In submitting on this ground, Mr Antony Ahimbisibwe, learned counsel for the appellant, stated that the appellant was a soldier who had gone out on patrol although he used the occasion to look for his girl friend. He complained that the trial judge used harsh language when he stated that the appellant used the gun for protecting society into a machine for hunting for girl friends in the village. He further pointed out that the learned judge did not take into account the fact that the appellant met vigilantes who wanted to disarm him. Other factors that learned counsel considered to be favourable to the appellant were that he had been on remand for three years and six months and also the circumstances of the case. He suggested a sentence of 4 years.
Ms Wenene, Senior State Attorney, supported the sentence and invited us to dismiss the appeal as it lacked merit. She pointed out that the sentence was lawful.
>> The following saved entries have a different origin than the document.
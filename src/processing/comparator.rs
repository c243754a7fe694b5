//! Keyword overlap between a resume and a job description

use crate::config::MatchingConfig;
use crate::processing::keywords::{keyword_frequency, ExclusionSets, KeywordExtractor, DEFAULT_MIN_LENGTH};
use crate::processing::recommendations::generate_recommendations;
use serde::{Deserialize, Serialize};
use std::collections::HashSet;

const DEFAULT_TOP_KEYWORDS: usize = 10;
const DEFAULT_RECOMMENDATION_KEYWORDS: usize = 5;

#[derive(Debug, Clone, PartialEq, Serialize, Deserialize)]
pub struct ComparisonResult {
    /// Percentage of unique job keywords found in the resume, one decimal
    pub match_score: f64,
    pub matched_keywords: Vec<String>,
    pub missing_keywords: Vec<String>,
    pub extra_keywords: Vec<String>,
    pub total_job_keywords: usize,
    pub total_resume_keywords: usize,
    pub matched_count: usize,
    pub missing_count: usize,
    pub recommendations: Vec<String>,
}

/// Compares two documents keyword by keyword.
///
/// Ranked lists break ties by first appearance in the job description
/// (matched, missing) or the resume (extra), so repeated calls with the
/// same input always agree.
#[derive(Debug, Clone)]
pub struct KeywordComparator<'a> {
    extractor: KeywordExtractor<'a>,
    top_keywords: usize,
    recommendation_keywords: usize,
}

impl Default for KeywordComparator<'static> {
    fn default() -> Self {
        Self {
            extractor: KeywordExtractor::new(DEFAULT_MIN_LENGTH),
            top_keywords: DEFAULT_TOP_KEYWORDS,
            recommendation_keywords: DEFAULT_RECOMMENDATION_KEYWORDS,
        }
    }
}

impl<'a> KeywordComparator<'a> {
    pub fn new(extractor: KeywordExtractor<'a>, top_keywords: usize, recommendation_keywords: usize) -> Self {
        Self {
            extractor,
            top_keywords,
            recommendation_keywords,
        }
    }

    pub fn from_config(config: &MatchingConfig, exclusions: &'a ExclusionSets) -> Self {
        Self::new(
            KeywordExtractor::with_exclusions(config.min_keyword_length, exclusions),
            config.top_keywords,
            config.recommendation_keywords,
        )
    }

    pub fn compare(&self, resume_text: &str, job_description: &str) -> ComparisonResult {
        let resume_keywords = self.extractor.extract(resume_text);
        let job_keywords = self.extractor.extract(job_description);

        let resume_freq = keyword_frequency(&resume_keywords);
        let job_freq = keyword_frequency(&job_keywords);

        let resume_unique = unique_in_order(&resume_keywords);
        let job_unique = unique_in_order(&job_keywords);

        let (matched, missing): (Vec<&str>, Vec<&str>) = job_unique
            .iter()
            .copied()
            .partition(|word| resume_freq.contains_key(*word));
        let extra: Vec<&str> = resume_unique
            .iter()
            .copied()
            .filter(|word| !job_freq.contains_key(*word))
            .collect();

        let total_job_keywords = job_unique.len();
        let raw_score = if total_job_keywords > 0 {
            matched.len() as f64 / total_job_keywords as f64 * 100.0
        } else {
            0.0
        };

        let ranked_matched = rank_by(&matched, |word| resume_freq[word].min(job_freq[word]));
        let ranked_missing = rank_by(&missing, |word| job_freq[word]);

        let recommendation_input: Vec<String> = ranked_missing
            .iter()
            .take(self.recommendation_keywords)
            .cloned()
            .collect();

        ComparisonResult {
            match_score: round_to_tenth(raw_score),
            matched_keywords: truncated(ranked_matched, self.top_keywords),
            missing_keywords: truncated(ranked_missing, self.top_keywords),
            extra_keywords: extra
                .iter()
                .take(self.top_keywords)
                .map(|w| w.to_string())
                .collect(),
            total_job_keywords,
            total_resume_keywords: resume_unique.len(),
            matched_count: matched.len(),
            missing_count: missing.len(),
            recommendations: generate_recommendations(raw_score, &recommendation_input),
        }
    }
}

/// Compare with the default extractor settings and exclusion sets
pub fn compare_keywords(resume_text: &str, job_description: &str) -> ComparisonResult {
    KeywordComparator::default().compare(resume_text, job_description)
}

fn unique_in_order(keywords: &[String]) -> Vec<&str> {
    let mut seen = HashSet::new();
    keywords
        .iter()
        .map(String::as_str)
        .filter(|word| seen.insert(*word))
        .collect()
}

/// Descending by weight; the stable sort keeps input order among equals
fn rank_by<F>(words: &[&str], weight: F) -> Vec<String>
where
    F: Fn(&str) -> usize,
{
    let mut weighted: Vec<(&str, usize)> = words.iter().map(|&w| (w, weight(w))).collect();
    weighted.sort_by(|a, b| b.1.cmp(&a.1));
    weighted.into_iter().map(|(w, _)| w.to_string()).collect()
}

fn truncated(mut words: Vec<String>, limit: usize) -> Vec<String> {
    words.truncate(limit);
    words
}

/// Halves go to the even neighbour: 6.25 becomes 6.2
fn round_to_tenth(value: f64) -> f64 {
    (value * 10.0).round_ties_even() / 10.0
}
//! Error handling for the resume matcher

use thiserror::Error;

#[derive(Error, Debug)]
pub enum MatcherError {
    #[error("IO error: {0}")]
    Io(#[from] std::io::Error),

    #[error("PDF extraction error: {0}")]
    PdfExtraction(String),

    #[error("File format not supported: {0}")]
    UnsupportedFormat(String),

    #[error("Invalid input: {0}")]
    InvalidInput(String),

    #[error("Configuration error: {0}")]
    Configuration(String),

    #[error("Network error: {0}")]
    Network(String),

    #[error("Feedback service error: {0}")]
    Feedback(String),

    #[error("Serialization error: {0}")]
    Serialization(#[from] serde_json::Error),

    #[error("Output formatting error: {0}")]
    OutputFormatting(String),
}

pub type Result<T> = std::result::Result<T, MatcherError>;

/// Convert anyhow errors to our custom error type
impl From<anyhow::Error> for MatcherError {
    fn from(err: anyhow::Error) -> Self {
        MatcherError::InvalidInput(err.to_string())
    }
}

impl From<reqwest::Error> for MatcherError {
    fn from(err: reqwest::Error) -> Self {
        MatcherError::Network(err.to_string())
    }
}

impl From<askama::Error> for MatcherError {
    fn from(err: askama::Error) -> Self {
        MatcherError::OutputFormatting(err.to_string())
    }
}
This court has repeatedly held in numerous authorities that it will not intervene to alter the sentence passed by a trial court unless it is illegal or manifestly excessive or too low in the circumstances of the case. In instant appeal, the facts leading to the commission of the offence were narrated to court to be the following. The appellant went to the home of the deceased to look for his girl friend. It was at night. He ordered the deceased to open the door. Other people who included Ogwal and Robert Okello overheard him. They came and tried to disarm him. They removed the magazine containing the bullets from the gun. In the struggle, the appellant shot one bullet that hit the deceased in the abdomen. She later died from the wounds inflicted.
In sentencing the appellant, the learned judge took into account all the facts that were before him. There is no doubt that there was scuffle as Okello and Ogwal tried to disarm the appellant. We do not think that the appellant was using the gun to hunt for girl friends in the village as the learned judge stated. He was with a gun because he was a soldier. We tend to agree with the submission of Mr Ahimbisibwe that the language used by the trial judge in regard to the use of a gun was rather harsh. This was a borderline case to accidental shooting. The appellant had been on remand for over three years. We consider a sentence of 8 years on a young man who was a first offender who pleaded guilty to the indictment rather harsh and excessive in the circumstances of this appeal. We accordingly set it aside, and substitute it with a 4-year sentence. The appeal is therefore allowed.
Dated at Kampala this 18th day of April 2006.